• _Exercise instructions_
Print the listing below exactly, leaving nothing out.

____________

use std::sync::Arc;

use consulta_mailer::Mailer;

use crate::config::ServerConfig;

/// Shared application state available to all Axum handlers via `State<AppState>`.
///
/// Cheaply cloneable: the pool is internally reference-counted and the rest
/// is behind `Arc`.
#[derive(Clone)]
pub struct AppState {
    /// Database connection pool.
    pub pool: consulta_db::DbPool,
    /// Server configuration.
    pub config: Arc<ServerConfig>,
    /// Transactional email sender (possibly in disabled mode).
    pub mailer: Arc<Mailer>,
}
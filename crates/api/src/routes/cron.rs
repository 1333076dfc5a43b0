//! Route definitions for the `/cron` resource.

use axum::routing::get;
use axum::Router;

use crate::handlers::cron;
use crate::state::AppState;

/// Routes mounted at `/cron`.
///
/// Protected by the shared `CRON_SECRET`, not user tokens.
///
/// ```text
/// GET /reminders  -> trigger_reminders
/// ```
pub fn router() -> Router<AppState> {
    Router::new().route("/reminders", get(cron::trigger_reminders))
}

____________

• _Your response_
use std::sync::Arc;

use consulta_mailer::Mailer;

use crate::config::ServerConfig;

/// Shared application state available to all Axum handlers via `State<AppState>`.
///
/// Cheaply cloneable: the pool is internally reference-counted and the rest
/// is behind `Arc`.
#[derive(Clone)]
pub struct AppState {
    /// Database connection pool.
    pub pool: consulta_db::DbPool,
    /// Server configuration.
    pub config: Arc<ServerConfig>,
    /// Transactional email sender (possibly in disabled mode).
    pub mailer: Arc<Mailer>,
}
filename crates/api/src/routes/cron.rs
repository 1333076dfc5a43b0
//! Route definitions for the `/cron` resource.

use axum::routing::get;
use axum::Router;

use crate::handlers::cron;
use crate::state::AppState;

/// Routes mounted at `/cron`.
///
/// Protected by the shared `CRON_SECRET`, not user tokens.
///
/// ```text
/// GET /reminders  -> trigger_reminders
/// ```
pub fn router() -> Router<AppState> {
    Router::new().route("/reminders", get(cron::trigger_reminders))
}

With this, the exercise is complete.